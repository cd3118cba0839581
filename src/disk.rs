//! Identify the disk the runtime parameters refer to.

use std::fs::{self, File};
use std::io::{Read, Seek, SeekFrom};
use std::path::PathBuf;

use crate::error::{Error, Result};
use crate::io::BLOCK_SIZE;
use crate::platform::Platform;
use crate::record::ParamRecord;

/// Disk identity is kept in the MBR boot code area
pub const DISK_IDENTITY_OFFSET: u64 = 0x180;
/// Assumed when sysfs does not tell the partition start, unit sector
pub const DEFAULT_PARTITION_START: u64 = 2048;

pub trait BlockDevices {
    fn names(&mut self) -> Result<Vec<String>>;
    /// Unit byte
    fn size(&mut self, name: &str) -> Result<u64>;
    fn identity(&mut self, name: &str) -> Result<[u8; 16]>;
}

/// Block devices as listed in sysfs and opened through devfs
pub struct SysBlock<'a> {
    platform: &'a Platform,
}

impl<'a> SysBlock<'a> {
    pub fn new(platform: &'a Platform) -> Self {
        Self { platform }
    }

    fn sysfs_size(&self, name: &str) -> Option<u64> {
        let path = self.platform.sys_block.join(name).join("size");
        let text = match fs::read_to_string(&path) {
            Ok(text) => text,
            Err(_) => {
                debug!("{} not exist", path.display());
                return None;
            }
        };
        text.trim().parse::<u64>().ok().map(|sectors| sectors * BLOCK_SIZE as u64)
    }

    /// Start sector of partition, falls back to 2048
    pub fn partition_start(&self, partition: &str) -> u64 {
        let path = self.platform.sys_class_block.join(partition).join("start");
        match fs::read_to_string(&path).ok().and_then(|text| text.trim().parse().ok()) {
            Some(start) => start,
            None => {
                debug!("{} not exist", path.display());
                DEFAULT_PARTITION_START
            }
        }
    }
}

impl<'a> BlockDevices for SysBlock<'a> {
    fn names(&mut self) -> Result<Vec<String>> {
        let mut names = Vec::new();
        for entry in fs::read_dir(&self.platform.sys_block)? {
            names.push(entry?.file_name().to_string_lossy().into_owned());
        }
        names.sort();
        Ok(names)
    }

    fn size(&mut self, name: &str) -> Result<u64> {
        if let Some(size) = self.sysfs_size(name) {
            return Ok(size);
        }
        let mut file = File::open(self.platform.device(name))?;
        Ok(file.seek(SeekFrom::End(0))?)
    }

    fn identity(&mut self, name: &str) -> Result<[u8; 16]> {
        let mut file = File::open(self.platform.device(name))?;
        file.seek(SeekFrom::Start(DISK_IDENTITY_OFFSET))?;
        let mut identity = [0u8; 16];
        file.read_exact(&mut identity)?;
        trace!("Identity of {}: {:02x?}", name, identity);
        Ok(identity)
    }
}

/// Ramdisks, loop devices, device-mapper and optical drives never carry the image
pub fn is_possible_device(name: &str) -> bool {
    if name.starts_with('.') {
        return false;
    }
    !["ram", "loop", "dm-", "sr"].iter().any(|prefix| name.starts_with(prefix))
}

/// Partition naming of kernel, `nvme0n1p1` but `sda1`
pub fn partition_name(disk: &str, index: u16) -> String {
    match ["nvme", "mmc", "nbd"].iter().any(|kind| disk.contains(kind)) {
        true => format!("{}p{}", disk, index),
        false => format!("{}{}", disk, index),
    }
}

/// Partition of the resolved disk holding the image
#[derive(Clone, Debug, PartialEq)]
pub struct Partition {
    pub name: String,
    pub device: PathBuf,
    pub start: u64, // unit sector
}

impl Partition {
    pub fn new(platform: &Platform, disk: &str, index: u16) -> Self {
        let name = partition_name(disk, index);
        let start = SysBlock::new(platform).partition_start(&name);
        debug!("Partition {} starts at sector {}", name, start);
        Self { device: platform.device(&name), name, start }
    }

    /// Unit byte
    pub fn offset(&self) -> u64 {
        self.start * BLOCK_SIZE as u64
    }
}

fn identity_matches<D: BlockDevices>(devices: &mut D, name: &str, expected: &[u8; 16]) -> bool {
    match devices.identity(name) {
        Ok(identity) => identity == *expected,
        Err(e) => {
            debug!("Failed to read identity of {}: {}", name, e);
            false
        }
    }
}

/// Name of the only disk matching size and identity of the record
pub fn resolve<D: BlockDevices>(record: &ParamRecord, devices: &mut D) -> Result<String> {
    let names: Vec<String> = devices.names()?.into_iter().filter(|name| is_possible_device(name)).collect();
    let disk_size = record.disk_size();
    let expected = record.disk_identity();

    let mut sized = Vec::new();
    for name in names.iter() {
        match devices.size(name) {
            Ok(size) => {
                debug!("Disk {} size {}", name, size);
                if size == disk_size {
                    sized.push(name.clone());
                }
            }
            Err(e) => debug!("Failed to get size of {}: {}", name, e),
        }
    }
    debug!("{} disks of size {}", sized.len(), disk_size);

    let mut candidates = match sized.len() {
        1 => match identity_matches(devices, &sized[0], &expected) {
            true => sized,
            false => {
                debug!("{} is not the expected disk", sized[0]);
                Vec::new()
            }
        },
        _ => {
            let mut matched = Vec::new();
            for name in names.iter() {
                if identity_matches(devices, name, &expected) {
                    matched.push(name.clone());
                }
            }
            debug!("{} disks of expected identity", matched.len());
            matched
        }
    };
    match candidates.len() {
        0 => Err(Error::DiskNotFound),
        1 => Ok(candidates.swap_remove(0)),
        count => Err(Error::DiskAmbiguous(count)),
    }
}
● ● ● ●
**WORK REQUIRED**
Copy all lines from the material that contain "struct".

**OUTPUT OF THE EXERCISE**
pub struct SysBlock<'a> {
pub struct Partition {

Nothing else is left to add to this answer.